Bad Idea Reason #3  –  The logical principle must be technology neutral

Blogging, tweeting, social media… these are all technologies for self-expression and social interaction that barely existed five years ago and where unheard in the mainstream of a decade ago. Therefore any regulation that requires identification of commenters must be framed in such a way as to anticipate new technologies or new applications of existing technology or risk near instant obsolescence. Therefore the regulation would need to be technology neutral. Which means that, in order to avoid it being discriminatory and to ensure it has the fullest possible effect, it would need to be applicable to other forms of technology.

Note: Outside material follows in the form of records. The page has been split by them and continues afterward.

//! Core field definition types.
//!
//! All types serialize to/from YAML via serde. A field definition describes
//! one named, typed property of the records in a directory. The `type` is a
//! plain string so new types can be added by registering a processor.

use std::collections::BTreeSet;

use serde::{Deserialize, Serialize};
use serde_json::Value as JsonValue;
use ulid::Ulid;

/// Well-known type names for the built-in processors.
pub mod field_types {
    pub const TEXT: &str = "text";
    pub const TEXTAREA: &str = "textarea";
    pub const EMAIL: &str = "email";
    pub const URL: &str = "url";
    pub const NUMBER: &str = "number";
    pub const BOOLEAN: &str = "boolean";
    pub const SELECT: &str = "select";
    pub const MULTISELECT: &str = "multiselect";
    pub const DATE: &str = "date";
    pub const DATETIME: &str = "datetime";
    pub const TAGS: &str = "tags";
    pub const EXPERIENCE: &str = "experience";
    pub const OBJECT: &str = "object";
    pub const RELATION_ONE: &str = "relation_one";
    pub const RELATION_MANY: &str = "relation_many";
    pub const IMAGE: &str = "image";
    pub const VIDEO: &str = "video";
    pub const FILE: &str = "file";
    pub const CASCADER: &str = "cascader";
    pub const LOOKUP: &str = "lookup";
}

/// Coarse category of a field.
#[derive(Debug, Clone, Copy, Serialize, Deserialize, PartialEq, Eq, Default)]
#[serde(rename_all = "kebab-case")]
pub enum FieldKind {
    #[default]
    Primitive,
    Composite,
    Relation,
    Lookup,
}

impl FieldKind {
    /// Infer the kind from a type string.
    pub fn for_type(type_: &str) -> Self {
        match type_ {
            field_types::EXPERIENCE | field_types::OBJECT => FieldKind::Composite,
            field_types::RELATION_ONE | field_types::RELATION_MANY => FieldKind::Relation,
            field_types::LOOKUP => FieldKind::Lookup,
            _ => FieldKind::Primitive,
        }
    }
}

/// A single option in a select, multiselect or cascader field.
///
/// Cascader options nest through `children`; flat selects leave it empty.
#[derive(Debug, Clone, Serialize, Deserialize, PartialEq)]
pub struct SelectOption {
    pub value: String,
    #[serde(default, skip_serializing_if = "Option::is_none")]
    pub label: Option<String>,
    #[serde(default, skip_serializing_if = "Option::is_none")]
    pub color: Option<String>,
    #[serde(default)]
    pub order: i32,
    #[serde(default, skip_serializing_if = "Vec::is_empty")]
    pub children: Vec<SelectOption>,
}

impl SelectOption {
    pub fn new(value: impl Into<String>) -> Self {
        Self {
            value: value.into(),
            label: None,
            color: None,
            order: 0,
            children: Vec::new(),
        }
    }

    pub fn with_label(mut self, label: impl Into<String>) -> Self {
        self.label = Some(label.into());
        self
    }

    pub fn with_children(mut self, children: Vec<SelectOption>) -> Self {
        self.children = children;
        self
    }

    /// Label if set, otherwise the raw value.
    pub fn display(&self) -> &str {
        self.label.as_deref().unwrap_or(&self.value)
    }
}

/// Whether a relation holds one id or many.
#[derive(Debug, Clone, Copy, Serialize, Deserialize, PartialEq, Eq)]
#[serde(rename_all = "kebab-case")]
pub enum RelationMode {
    One,
    Many,
}

/// Target of a relation field.
#[derive(Debug, Clone, Serialize, Deserialize, PartialEq)]
#[serde(rename_all = "camelCase")]
pub struct RelationConfig {
    pub target_directory_id: String,
    pub mode: RelationMode,
    /// Project only this key of the target record when resolving.
    #[serde(default, skip_serializing_if = "Option::is_none")]
    pub display_field_key: Option<String>,
    /// UI hint only. No inverse field is generated on the target.
    #[serde(default)]
    pub bidirectional: bool,
}

/// Source of a lookup field: `"<relation key>.<target key>"`.
#[derive(Debug, Clone, Serialize, Deserialize, PartialEq)]
pub struct LookupConfig {
    pub source: String,
}

impl LookupConfig {
    /// Split the source into the relation key and the projected target key.
    pub fn parts(&self) -> Option<(&str, &str)> {
        let (relation, target) = self.source.split_once('.')?;
        if relation.is_empty() || target.is_empty() {
            return None;
        }
        Some((relation, target))
    }
}

/// Optional value constraints.
#[derive(Debug, Clone, Serialize, Deserialize, PartialEq, Default)]
#[serde(rename_all = "camelCase")]
pub struct Validators {
    #[serde(default, skip_serializing_if = "Option::is_none")]
    pub min: Option<f64>,
    #[serde(default, skip_serializing_if = "Option::is_none")]
    pub max: Option<f64>,
    #[serde(default, skip_serializing_if = "Option::is_none")]
    pub min_length: Option<usize>,
    #[serde(default, skip_serializing_if = "Option::is_none")]
    pub max_length: Option<usize>,
    #[serde(default, skip_serializing_if = "Option::is_none")]
    pub pattern: Option<String>,
}

impl Validators {
    pub fn is_empty(&self) -> bool {
        *self == Validators::default()
    }
}

/// A field definition: the complete schema for one property of a directory's records.
#[derive(Debug, Clone, Serialize, Deserialize, PartialEq)]
#[serde(rename_all = "camelCase")]
pub struct FieldDef {
    pub id: Ulid,
    #[serde(default)]
    pub directory_id: String,
    pub key: String,
    #[serde(default, skip_serializing_if = "Option::is_none")]
    pub label: Option<String>,
    #[serde(default, skip_serializing_if = "Option::is_none")]
    pub description: Option<String>,
    #[serde(default)]
    pub kind: FieldKind,
    #[serde(rename = "type")]
    pub type_: String,
    #[serde(default, skip_serializing_if = "Vec::is_empty")]
    pub options: Vec<SelectOption>,
    #[serde(default, skip_serializing_if = "Option::is_none")]
    pub schema: Option<JsonValue>,
    #[serde(default, skip_serializing_if = "Option::is_none")]
    pub relation: Option<RelationConfig>,
    #[serde(default, skip_serializing_if = "Option::is_none")]
    pub lookup: Option<LookupConfig>,
    #[serde(default, skip_serializing_if = "Validators::is_empty")]
    pub validators: Validators,
    #[serde(default)]
    pub required: bool,
    #[serde(default, skip_serializing_if = "BTreeSet::is_empty")]
    pub read_roles: BTreeSet<String>,
    #[serde(default, skip_serializing_if = "BTreeSet::is_empty")]
    pub write_roles: BTreeSet<String>,
    #[serde(default, skip_serializing_if = "Option::is_none")]
    pub category_id: Option<String>,
    #[serde(default)]
    pub order: i32,
    #[serde(default, skip_serializing_if = "Option::is_none")]
    pub default: Option<JsonValue>,
    /// Included in free-text record search when the directory names no search fields.
    #[serde(default)]
    pub searchable: bool,
}

impl FieldDef {
    /// New definition with a fresh id; the kind is inferred from the type.
    pub fn new(key: impl Into<String>, type_: impl Into<String>) -> Self {
        let type_ = type_.into();
        Self {
            id: Ulid::new(),
            directory_id: String::new(),
            key: key.into(),
            label: None,
            description: None,
            kind: FieldKind::for_type(&type_),
            type_,
            options: Vec::new(),
            schema: None,
            relation: None,
            lookup: None,
            validators: Validators::default(),
            required: false,
            read_roles: BTreeSet::new(),
            write_roles: BTreeSet::new(),
            category_id: None,
            order: 0,
            default: None,
            searchable: false,
        }
    }

    pub fn with_label(mut self, label: impl Into<String>) -> Self {
        self.label = Some(label.into());
        self
    }

    pub fn required(mut self) -> Self {
        self.required = true;
        self
    }

    pub fn searchable(mut self) -> Self {
        self.searchable = true;
        self
    }

    pub fn with_options(mut self, options: Vec<SelectOption>) -> Self {
        self.options = options;
        self
    }

    pub fn with_validators(mut self, validators: Validators) -> Self {
        self.validators = validators;
        self
    }

    pub fn with_schema(mut self, schema: JsonValue) -> Self {
        self.schema = Some(schema);
        self
    }

    /// Relation to another directory. The mode follows the type.
    pub fn with_relation(mut self, target_directory_id: impl Into<String>) -> Self {
        let mode = if self.type_ == field_types::RELATION_MANY {
            RelationMode::Many
        } else {
            RelationMode::One
        };
        self.relation = Some(RelationConfig {
            target_directory_id: target_directory_id.into(),
            mode,
            display_field_key: None,
            bidirectional: false,
        });
        self
    }

    /// Project this key of related records when resolving.
    pub fn with_display_field(mut self, key: impl Into<String>) -> Self {
        if let Some(rel) = self.relation.as_mut() {
            rel.display_field_key = Some(key.into());
        }
        self
    }

    pub fn with_lookup(mut self, source: impl Into<String>) -> Self {
        self.lookup = Some(LookupConfig {
            source: source.into(),
        });
        self
    }

    pub fn with_category(mut self, category_id: impl Into<String>) -> Self {
        self.category_id = Some(category_id.into());
        self
    }

    pub fn with_read_roles<I, S>(mut self, roles: I) -> Self
    where
        I: IntoIterator<Item = S>,
        S: Into<String>,
    {
        self.read_roles = roles.into_iter().map(Into::into).collect();
        self
    }

    pub fn with_write_roles<I, S>(mut self, roles: I) -> Self
    where
        I: IntoIterator<Item = S>,
        S: Into<String>,
    {
        self.write_roles = roles.into_iter().map(Into::into).collect();
        self
    }

    /// Label if set, otherwise the key.
    pub fn display_name(&self) -> &str {
        self.label.as_deref().unwrap_or(&self.key)
    }

    /// An empty role set means everyone may read.
    pub fn can_read(&self, roles: &BTreeSet<String>) -> bool {
        self.read_roles.is_empty() || !self.read_roles.is_disjoint(roles)
    }

    /// An empty role set means everyone may write.
    pub fn can_write(&self, roles: &BTreeSet<String>) -> bool {
        self.write_roles.is_empty() || !self.write_roles.is_disjoint(roles)
    }
}

/// Check a field key: a letter followed by letters, digits or underscores.
///
/// Keys starting with `$` are reserved for engine-managed properties.
pub fn is_valid_key(key: &str) -> bool {
    let mut chars = key.chars();
    match chars.next() {
        Some(c) if c.is_ascii_alphabetic() => {}
        _ => return false,
    }
    chars.all(|c| c.is_ascii_alphanumeric() || c == '_')
}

When debating this on Twitter with Harry McGee on the 22nd December I asked him if he saw a difference between Twitter and a malicious phone call or an anonymous pamphlet. His response was they were, in his opinion, the same. So, if tweets are the same as anonymous pamphlets, the logical extension of needing to be able to identify the tweeter is a need to be able to identify the pamphleteer. The State would want to be able to identify the author of a published thought. We have seen this before. In fact, the seeing of it before is one of the reasons that the EU has a right to personal Data Privacy (introduced in the Lisbon Treaty) and why the strictest interpretations of Data Protection laws in Europe tend to be in Germany and former Soviet bloc countries. Have we managed to forget that, within the lifetime of people now in their mid thirties, governments in Eastern Europe required people to register their typewriters with the State so the State could identify the writers of letters, plays, pamphlets and other communications? As Mikko Hypponen of F-Secure (one of the world’s leading experts on information security) says in one of his many presentations:

In the 1980s in the communist Eastern Germany, if you owned a typewriter, you had to register it with the government. You had to register a sample sheet of text out of the typewriter. And this was done so the government could track where text was coming from. If they found a paper which had the wrong kind of thought, they could track down who created that thought. And we in the West couldn’t understand how anybody could do this, how much this would restrict freedom of speech. We would never do that in our own countries. But today in 2011, if you go and buy a color laser printer from any major laser printer manufacturer and print a page, that page will end up having slight yellow dots printed on every single page in a pattern which makes the page unique to you and to your printer. This is happening to us today. And nobody seems to be making a fuss about it. And this is an example of the ways that our own governments are using technology against us, the citizens.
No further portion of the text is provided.